Придя на работу и кое-как дотянув до обеда, она, испытывая воинственный трепет, отправилась в парк. Шла под драпированным серыми складками небом, под сбивчивый диалог каблуков, под комариный зуд нарастающего волнения. Двух вещей она сейчас одинаково страшилась: во-первых, того, что ее сердце, придавленное критической массой ожидания, сотворит очередную глупость, позволив первому встречному увлечь себя, а во-вторых – возможного разочарования.
«Может, не стоит? – шепнул ей кто-то на входе в парк. – Ты обеспечена, независима, холодна – зачем тебе мужчина, тем более случайный?»

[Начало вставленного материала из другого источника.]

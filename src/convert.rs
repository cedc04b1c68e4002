//! Translation of a resolved SBML model into the computational model graph.
//!
//! One component is emitted per compartment, plus a reserved synthetic
//! component holding model-level parameters and the time variable. Species
//! rates are assembled by summing stoichiometry-weighted kinetic-law
//! contributions over all reactions a species participates in; boundary and
//! constant species are excluded from that aggregation.

use std::collections::HashMap;

use log::{debug, warn};

use crate::assignable::{Assign, Assignable};
use crate::error::SBMLError;
use crate::expr::Expr;
use crate::graph::{ModelGraph, Variable};
use crate::model::Model;
use crate::units::Unit;

/// Canonical name of the reserved synthetic component. Kept as `myokit` for
/// compatibility with the Myokit simulation environment this crate's output
/// targets; a user compartment with the same name wins the name and the
/// synthetic component takes a numeric suffix.
pub const SYNTHETIC_COMPONENT: &str = "myokit";

/// Name and binding label of the simulation-clock variable.
pub const TIME_VARIABLE: &str = "time";

impl Model {
    /// Translates this model into a component/variable graph ready for
    /// numerical integration.
    ///
    /// The translation is single-pass and synchronous; any failure leaves no
    /// usable graph behind.
    pub fn myokit_model(&self) -> Result<ModelGraph, SBMLError> {
        let mut graph = ModelGraph::new(self.name());
        let synthetic = self.synthetic_component_name();

        for compartment in self.compartments() {
            graph.add_component(compartment.sid())?;
        }
        graph.add_component(&synthetic)?;

        let map = self.qualified_name_map(&synthetic)?;
        let mut rates = self.reaction_rates(&map)?;

        // Compartment sizes.
        for compartment in self.compartments() {
            let unit = compartment.size_units(self);
            let variable =
                define_variable("size", Some(unit), compartment.assign(), None, &map)?;
            insert_variable(&mut graph, compartment.sid(), variable)?;
        }

        // Species, in amount and (unless amount-only) concentration view.
        for species in self.all_species() {
            let sid = species.sid();
            let compartment = self
                .compartment(species.compartment())
                .ok_or_else(|| SBMLError::UnresolvedReference(species.compartment().to_string()))?;
            let size_qname = format!("{}.size", species.compartment());
            let amount_name = format!("{sid}_amount");
            let amount_unit = species.amount_units(self);
            let assign = species.assign();

            // The resolved initial value, converted into the amount view.
            let initial_amount = match assign.initial_value() {
                Some(expr) => {
                    let expr = expr.rename(&map)?;
                    Some(if species.initial_in_amount() {
                        expr
                    } else {
                        Expr::times(expr, Expr::name(&size_qname))
                    })
                }
                None => None,
            };

            let amount_var = match assign.value() {
                Some(expr) => {
                    if rates.remove(sid).is_some() {
                        debug!("rule on species <{sid}> overrides its reaction contributions");
                    }
                    // Rule expressions are stated in the species' preferred
                    // view; scale to amounts for concentration species.
                    let mut rhs = expr.rename(&map)?;
                    if !species.is_amount() {
                        rhs = Expr::times(rhs, Expr::name(&size_qname));
                    }
                    if assign.is_rate() {
                        Variable::state(
                            &amount_name,
                            Some(amount_unit),
                            rhs,
                            initial_amount.unwrap_or(Expr::Number(0.0)),
                        )
                    } else {
                        Variable::algebraic(&amount_name, Some(amount_unit), rhs)
                    }
                }
                None => match rates.remove(sid) {
                    Some(rate) => Variable::state(
                        &amount_name,
                        Some(amount_unit),
                        rate,
                        initial_amount.unwrap_or_else(|| {
                            warn!("species <{sid}> has no initial value, defaulting to 0");
                            Expr::Number(0.0)
                        }),
                    ),
                    None => Variable::algebraic(
                        &amount_name,
                        Some(amount_unit),
                        initial_amount.unwrap_or_else(|| {
                            warn!("species <{sid}> has no initial value, defaulting to 0");
                            Expr::Number(0.0)
                        }),
                    ),
                },
            };
            insert_variable(&mut graph, species.compartment(), amount_var)?;

            if !species.is_amount() {
                let conc_unit = amount_unit / compartment.size_units(self);
                let amount_qname = format!("{}.{amount_name}", species.compartment());
                let concentration = Variable::algebraic(
                    format!("{sid}_concentration"),
                    Some(conc_unit),
                    Expr::divide(Expr::name(amount_qname), Expr::name(&size_qname)),
                );
                insert_variable(&mut graph, species.compartment(), concentration)?;
            }
        }

        // Stoichiometry variables, one per species reference with an SId,
        // placed in the compartment of the referenced species.
        for reaction in self.reactions() {
            for reference in reaction.reactants().iter().chain(reaction.products()) {
                let Some(rsid) = reference.reference_sid() else {
                    continue;
                };
                let owner = self
                    .species(reference.species())
                    .ok_or_else(|| SBMLError::UnresolvedReference(reference.species().to_string()))?
                    .compartment()
                    .to_string();
                let variable = define_variable(
                    rsid,
                    None,
                    reference.assign(),
                    Some(Expr::Number(1.0)),
                    &map,
                )?;
                insert_variable(&mut graph, &owner, variable)?;
            }
        }

        // Model-level parameters live in the synthetic component.
        for parameter in self.parameters() {
            let variable = define_variable(
                parameter.sid(),
                parameter.units(),
                parameter.assign(),
                None,
                &map,
            )?;
            insert_variable(&mut graph, &synthetic, variable)?;
        }

        // The independent time variable, bound to the simulation clock.
        let mut time_name = TIME_VARIABLE.to_string();
        let mut suffix = 0;
        while graph
            .component(&synthetic)
            .is_some_and(|c| c.has_variable(&time_name))
        {
            suffix += 1;
            time_name = format!("{TIME_VARIABLE}_{suffix}");
        }
        if suffix > 0 {
            warn!("a parameter took the name <{TIME_VARIABLE}>, clock bound as <{time_name}>");
        }
        let time = Variable::bound(
            &time_name,
            Some(self.time_units()),
            Expr::Number(0.0),
            TIME_VARIABLE,
        );
        insert_variable(&mut graph, &synthetic, time)?;
        graph.set_time(format!("{synthetic}.{time_name}"));

        Ok(graph)
    }

    /// Name of the synthetic component, suffixed until it collides with no
    /// user-declared compartment.
    fn synthetic_component_name(&self) -> String {
        let mut name = SYNTHETIC_COMPONENT.to_string();
        let mut suffix = 0;
        while self.compartment(&name).is_some() {
            suffix += 1;
            name = format!("{SYNTHETIC_COMPONENT}_{suffix}");
        }
        if suffix > 0 {
            debug!(
                "compartment <{SYNTHETIC_COMPONENT}> declared by the model, \
                 synthetic component renamed to <{name}>"
            );
        }
        name
    }

    /// Maps every SId to the qualified name of the variable that represents
    /// it in the emitted graph. Species map to their preferred view.
    fn qualified_name_map(&self, synthetic: &str) -> Result<HashMap<String, String>, SBMLError> {
        let mut map = HashMap::new();
        for compartment in self.compartments() {
            map.insert(
                compartment.sid().to_string(),
                format!("{}.size", compartment.sid()),
            );
        }
        for species in self.all_species() {
            let view = if species.is_amount() {
                "amount"
            } else {
                "concentration"
            };
            map.insert(
                species.sid().to_string(),
                format!("{}.{}_{view}", species.compartment(), species.sid()),
            );
        }
        for parameter in self.parameters() {
            map.insert(
                parameter.sid().to_string(),
                format!("{synthetic}.{}", parameter.sid()),
            );
        }
        for reaction in self.reactions() {
            for reference in reaction.reactants().iter().chain(reaction.products()) {
                let Some(rsid) = reference.reference_sid() else {
                    continue;
                };
                let owner = self
                    .species(reference.species())
                    .ok_or_else(|| SBMLError::UnresolvedReference(reference.species().to_string()))?
                    .compartment();
                map.insert(rsid.to_string(), format!("{owner}.{rsid}"));
            }
        }
        Ok(map)
    }

    /// Assembles the net amount-rate contributed by reactions, per species.
    ///
    /// Each reaction with a kinetic law contributes
    /// `± conversion_factor × stoichiometry × kinetic_law` to every
    /// non-boundary, non-constant reactant (negative) and product
    /// (positive). The conversion factor is the species' own, else the
    /// model-wide one, and is applied exactly once per reaction.
    fn reaction_rates(
        &self,
        map: &HashMap<String, String>,
    ) -> Result<HashMap<String, Expr>, SBMLError> {
        let mut rates: HashMap<String, Expr> = HashMap::new();

        for reaction in self.reactions() {
            let Some(law) = reaction.kinetic_law() else {
                debug!(
                    "reaction <{}> has no kinetic law and contributes no rates",
                    reaction.sid()
                );
                continue;
            };
            let law = law.rename(map)?;

            let references = reaction
                .reactants()
                .iter()
                .map(|r| (r, true))
                .chain(reaction.products().iter().map(|r| (r, false)));

            for (reference, is_reactant) in references {
                let species = self.species(reference.species()).ok_or_else(|| {
                    SBMLError::UnresolvedReference(reference.species().to_string())
                })?;
                if species.is_boundary() || species.is_constant() {
                    continue;
                }

                let stoichiometry = match reference.reference_sid() {
                    // A registered reference is represented by a variable,
                    // so rules targeting it take effect.
                    Some(rsid) => Expr::Name(
                        map.get(rsid)
                            .cloned()
                            .ok_or_else(|| SBMLError::UnresolvedReference(rsid.to_string()))?,
                    ),
                    None => match reference.initial_value() {
                        Some(expr) => expr.rename(map)?,
                        None => Expr::Number(1.0),
                    },
                };

                let mut term = Expr::times(stoichiometry, law.clone());
                if let Some(factor) = species
                    .conversion_factor()
                    .or_else(|| self.conversion_factor_sid())
                {
                    let qname = map
                        .get(factor)
                        .cloned()
                        .ok_or_else(|| SBMLError::UnresolvedReference(factor.to_string()))?;
                    term = Expr::times(Expr::Name(qname), term);
                }
                if is_reactant {
                    term = Expr::prefix_minus(term);
                }

                let sid = species.sid().to_string();
                let combined = match rates.remove(&sid) {
                    Some(existing) => Expr::plus(existing, term),
                    None => term,
                };
                rates.insert(sid, combined);
            }
        }

        Ok(rates)
    }
}

/// Builds the variable for a plain (non-species) assignable: a rate rule
/// makes it a state, an assignment rule pins it, otherwise it holds its
/// resolved initial value (or `default_initial`, or zero).
fn define_variable(
    name: &str,
    unit: Option<Unit>,
    assign: &Assign,
    default_initial: Option<Expr>,
    map: &HashMap<String, String>,
) -> Result<Variable, SBMLError> {
    let initial = match assign.initial_value() {
        Some(expr) => Some(expr.rename(map)?),
        None => default_initial,
    };

    match assign.value() {
        Some(expr) if assign.is_rate() => Ok(Variable::state(
            name,
            unit,
            expr.rename(map)?,
            initial.unwrap_or(Expr::Number(0.0)),
        )),
        Some(expr) => Ok(Variable::algebraic(name, unit, expr.rename(map)?)),
        None => Ok(Variable::algebraic(
            name,
            unit,
            initial.unwrap_or_else(|| {
                debug!("no value resolved for <{name}>, holding 0");
                Expr::Number(0.0)
            }),
        )),
    }
}

/// Adds `variable` to the named component of `graph`.
fn insert_variable(
    graph: &mut ModelGraph,
    component: &str,
    variable: Variable,
) -> Result<(), SBMLError> {
    match graph.component_mut(component) {
        Some(entry) => entry.add_variable(variable),
        None => Err(SBMLError::UnresolvedReference(component.to_string())),
    }
}
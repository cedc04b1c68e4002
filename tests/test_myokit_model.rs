//! Tests for the translation of a model into its component/variable graph.

use approx::assert_relative_eq;
use pretty_assertions::assert_eq;
use sbmlkit::prelude::*;

fn init_logging() {
    let _ = env_logger::builder().is_test(true).try_init();
}

/// A model with one compartment of size 10 in litres.
fn model_with_compartment() -> Model {
    let mut model = Model::new("m");
    let litre = model.unit("litre").unwrap();
    let compartment = model.add_compartment("c").unwrap();
    compartment.set_size_units(litre);
    compartment.set_initial_value(Expr::Number(10.0));
    model
}

#[test]
fn test_components() {
    init_logging();
    let mut model = Model::new("m");
    model.add_compartment("a").unwrap();
    model.add_compartment("b").unwrap();

    let graph = model.myokit_model().unwrap();
    assert!(graph.has_component("a"));
    assert!(graph.has_component("b"));
    assert!(graph.has_component("myokit"));
    assert_eq!(graph.count_components(), 3);
    assert_eq!(graph.time(), Some("myokit.time"));
}

#[test]
fn test_reserved_component_name_collision() {
    init_logging();
    let mut model = Model::new("m");
    model.add_compartment("myokit").unwrap();

    let graph = model.myokit_model().unwrap();
    // The user compartment keeps its name, the synthetic component moves.
    assert!(graph.has_variable("myokit.size"));
    assert!(graph.has_component("myokit_1"));
    assert_eq!(graph.time(), Some("myokit_1.time"));

    model.add_compartment("myokit_1").unwrap();
    let graph = model.myokit_model().unwrap();
    assert_eq!(graph.time(), Some("myokit_2.time"));
}

#[test]
fn test_compartment_size_variable() {
    init_logging();
    let model = model_with_compartment();
    let litre = model.unit("litre").unwrap();

    let graph = model.myokit_model().unwrap();
    let size = graph.get("c.size").unwrap();
    assert_eq!(size.unit(), Some(litre));
    assert!(!size.is_state());
    assert_relative_eq!(graph.eval("c.size").unwrap(), 10.0);
}

#[test]
fn test_size_units_follow_spatial_dimensions() {
    init_logging();
    let mut model = Model::new("m");
    model.set_area_units(Unit::METER.powi(2));
    let compartment = model.add_compartment("c").unwrap();
    compartment.set_spatial_dimensions(2.0);

    let graph = model.myokit_model().unwrap();
    assert_eq!(graph.get("c.size").unwrap().unit(), Some(Unit::METER.powi(2)));
}

#[test]
fn test_size_initial_assignment_wins() {
    init_logging();
    let mut model = model_with_compartment();
    model.set_initial_assignment("c", Expr::Number(5.0)).unwrap();

    let graph = model.myokit_model().unwrap();
    assert_relative_eq!(graph.eval("c.size").unwrap(), 5.0);
}

#[test]
fn test_size_assignment_rule() {
    init_logging();
    let mut model = model_with_compartment();
    model
        .set_assignment_rule("c", Expr::plus(Expr::Number(2.0), Expr::Number(5.0)))
        .unwrap();

    let graph = model.myokit_model().unwrap();
    assert!(!graph.get("c.size").unwrap().is_state());
    assert_relative_eq!(graph.eval("c.size").unwrap(), 7.0);
}
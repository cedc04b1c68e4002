//! The emitted computational model: a namespace of components, each holding
//! named variables with units, defining expressions, and a rate-or-algebraic
//! classification.
//!
//! This is the structure handed to the numerical engine. The engine
//! enumerates components and variables, queries units and state
//! classification, and evaluates defining expressions; the resolver-driven
//! evaluation here is also what the integration tests use to pin down the
//! translation semantics.

use std::collections::HashSet;
use std::fmt;

use indexmap::IndexMap;
use serde::Serialize;

use crate::error::SBMLError;
use crate::expr::Expr;
use crate::units::Unit;

/// A single named quantity in the emitted model.
#[derive(Debug, Clone, Serialize)]
pub struct Variable {
    name: String,
    unit: Option<Unit>,
    rhs: Expr,
    initial: Option<Expr>,
    state: bool,
    binding: Option<String>,
}

impl Variable {
    /// A variable defined algebraically (or held constant) by `rhs`.
    pub fn algebraic(name: impl Into<String>, unit: Option<Unit>, rhs: Expr) -> Self {
        Variable {
            name: name.into(),
            unit,
            rhs,
            initial: None,
            state: false,
            binding: None,
        }
    }

    /// A state variable: `rhs` is its derivative, `initial` seeds the
    /// integrator.
    pub fn state(name: impl Into<String>, unit: Option<Unit>, rhs: Expr, initial: Expr) -> Self {
        Variable {
            name: name.into(),
            unit,
            rhs,
            initial: Some(initial),
            state: true,
            binding: None,
        }
    }

    /// A variable bound to an external source (the simulation clock), seeded
    /// by `seed` until the engine overrides it.
    pub fn bound(
        name: impl Into<String>,
        unit: Option<Unit>,
        seed: Expr,
        binding: impl Into<String>,
    ) -> Self {
        Variable {
            name: name.into(),
            unit,
            rhs: seed,
            initial: None,
            state: false,
            binding: Some(binding.into()),
        }
    }

    pub fn name(&self) -> &str {
        &self.name
    }

    pub fn unit(&self) -> Option<Unit> {
        self.unit
    }

    /// The defining expression: the derivative for states, the definition
    /// or constant seed otherwise.
    pub fn rhs(&self) -> &Expr {
        &self.rhs
    }

    /// The initial value of a state variable.
    pub fn initial_value(&self) -> Option<&Expr> {
        self.initial.as_ref()
    }

    /// Whether this variable is a member of the integration state vector.
    pub fn is_state(&self) -> bool {
        self.state
    }

    /// The external source this variable is bound to, if any.
    pub fn binding(&self) -> Option<&str> {
        self.binding.as_deref()
    }
}

/// A named group of variables.
#[derive(Debug, Clone, Serialize)]
pub struct Component {
    name: String,
    variables: IndexMap<String, Variable>,
}

impl Component {
    fn new(name: impl Into<String>) -> Self {
        Component {
            name: name.into(),
            variables: IndexMap::new(),
        }
    }

    pub fn name(&self) -> &str {
        &self.name
    }

    /// Adds a variable, rejecting duplicate names.
    pub fn add_variable(&mut self, variable: Variable) -> Result<(), SBMLError> {
        if self.variables.contains_key(variable.name()) {
            return Err(SBMLError::DuplicateName(format!(
                "{}.{}",
                self.name,
                variable.name()
            )));
        }
        self.variables.insert(variable.name().to_string(), variable);
        Ok(())
    }

    pub fn variable(&self, name: &str) -> Option<&Variable> {
        self.variables.get(name)
    }

    pub fn has_variable(&self, name: &str) -> bool {
        self.variables.contains_key(name)
    }

    pub fn variables(&self) -> impl Iterator<Item = &Variable> {
        self.variables.values()
    }

    pub fn count_variables(&self) -> usize {
        self.variables.len()
    }
}

/// The finished model graph: insertion-ordered components holding
/// insertion-ordered variables.
#[derive(Debug, Clone, Serialize)]
pub struct ModelGraph {
    name: String,
    components: IndexMap<String, Component>,
    time: Option<String>,
}

impl ModelGraph {
    pub fn new(name: impl Into<String>) -> Self {
        ModelGraph {
            name: name.into(),
            components: IndexMap::new(),
            time: None,
        }
    }

    pub fn name(&self) -> &str {
        &self.name
    }

    /// Adds a component, rejecting duplicate names.
    pub fn add_component(&mut self, name: &str) -> Result<&mut Component, SBMLError> {
        if self.components.contains_key(name) {
            return Err(SBMLError::DuplicateName(name.to_string()));
        }
        Ok(self
            .components
            .entry(name.to_string())
            .or_insert_with(|| Component::new(name)))
    }

    pub fn component(&self, name: &str) -> Option<&Component> {
        self.components.get(name)
    }

    pub(crate) fn component_mut(&mut self, name: &str) -> Option<&mut Component> {
        self.components.get_mut(name)
    }

    pub fn has_component(&self, name: &str) -> bool {
        self.components.contains_key(name)
    }

    pub fn components(&self) -> impl Iterator<Item = &Component> {
        self.components.values()
    }

    pub fn count_components(&self) -> usize {
        self.components.len()
    }

    /// Looks up a variable by its qualified `component.variable` name.
    pub fn get(&self, qname: &str) -> Option<&Variable> {
        let (component, variable) = qname.split_once('.')?;
        self.components.get(component)?.variable(variable)
    }

    pub fn has_variable(&self, qname: &str) -> bool {
        self.get(qname).is_some()
    }

    /// Total number of variables across all components.
    pub fn count_variables(&self) -> usize {
        self.components.values().map(Component::count_variables).sum()
    }

    /// Qualified names of all state variables, in emission order.
    pub fn states(&self) -> Vec<String> {
        self.components
            .values()
            .flat_map(|c| {
                c.variables()
                    .filter(|v| v.is_state())
                    .map(move |v| format!("{}.{}", c.name(), v.name()))
            })
            .collect()
    }

    /// The qualified name of the variable bound to the simulation clock.
    pub fn time(&self) -> Option<&str> {
        self.time.as_deref()
    }

    pub(crate) fn set_time(&mut self, qname: impl Into<String>) {
        self.time = Some(qname.into());
    }

    /// Evaluates the defining expression of the variable named `qname`.
    ///
    /// References to state variables resolve to the state's initial value;
    /// bound variables resolve to their seed; everything else is evaluated
    /// recursively. Cyclic definitions are reported as errors.
    pub fn eval(&self, qname: &str) -> Result<f64, SBMLError> {
        let variable = self
            .get(qname)
            .ok_or_else(|| SBMLError::UnresolvedReference(qname.to_string()))?;
        let mut active = HashSet::new();
        self.eval_expr(variable.rhs(), &mut active)
    }

    fn eval_expr(&self, expr: &Expr, active: &mut HashSet<String>) -> Result<f64, SBMLError> {
        match expr {
            Expr::Number(value) => Ok(*value),
            Expr::Name(name) => self.value_of(name, active),
            Expr::PrefixMinus(operand) => Ok(-self.eval_expr(operand, active)?),
            Expr::Plus(a, b) => Ok(self.eval_expr(a, active)? + self.eval_expr(b, active)?),
            Expr::Minus(a, b) => Ok(self.eval_expr(a, active)? - self.eval_expr(b, active)?),
            Expr::Times(a, b) => Ok(self.eval_expr(a, active)? * self.eval_expr(b, active)?),
            Expr::Divide(a, b) => Ok(self.eval_expr(a, active)? / self.eval_expr(b, active)?),
            Expr::Power(a, b) => {
                Ok(self.eval_expr(a, active)?.powf(self.eval_expr(b, active)?))
            }
        }
    }

    /// The value a *reference* to `qname` takes during evaluation.
    fn value_of(&self, qname: &str, active: &mut HashSet<String>) -> Result<f64, SBMLError> {
        let variable = self
            .get(qname)
            .ok_or_else(|| SBMLError::UnresolvedReference(qname.to_string()))?;
        if !active.insert(qname.to_string()) {
            return Err(SBMLError::CircularReference(qname.to_string()));
        }
        let value = if variable.is_state() {
            match variable.initial_value() {
                Some(initial) => self.eval_expr(initial, active),
                None => Ok(0.0),
            }
        } else {
            self.eval_expr(variable.rhs(), active)
        };
        active.remove(qname);
        value
    }

    /// Serialises the graph to JSON for downstream consumers.
    pub fn to_json(&self) -> Result<String, serde_json::Error> {
        serde_json::to_string_pretty(self)
    }
}

impl fmt::Display for ModelGraph {
    fn fmt(&self, f: &mut fmt::Formatter<'_>) -> fmt::Result {
        writeln!(f, "model {}", self.name)?;
        for component in self.components.values() {
            writeln!(f, "  component {}", component.name())?;
            for variable in component.variables() {
                let marker = if variable.is_state() {
                    "state "
                } else if variable.binding().is_some() {
                    "bound "
                } else {
                    ""
                };
                writeln!(f, "    {}{} = {}", marker, variable.name(), variable.rhs())?;
            }
        }
        Ok(())
    }
}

Но она уже шла по главной аллее, внимательно и незаметно поглядывая по сторонам и пытаясь проникнуть в перспективу, на пути которой встал бронзовый полководец. Обычная для этого места публика – разнополая, малочинная, грузная, груженая, не стильная, безвкусная. Она миновала Жукова и…
«Ну, вот, пожалуйста, что и требовалось доказать!» – усмехнулась она.
За толсто шуршащими тетками, за неопрятными, озабоченными мужиками, за мамашами с прицепами-детьми и стариками-тихоходами, посреди одушевленного парка, под непросыхающим сердечным небом, со дна терпения, из глубины ожидания, вопреки логике и здравому смыслу – там, далеко, где невозможно различить чужого лица маячил его черный силуэт. Бедное сердце, как трудно ему достучаться до олимпийского спокойствия!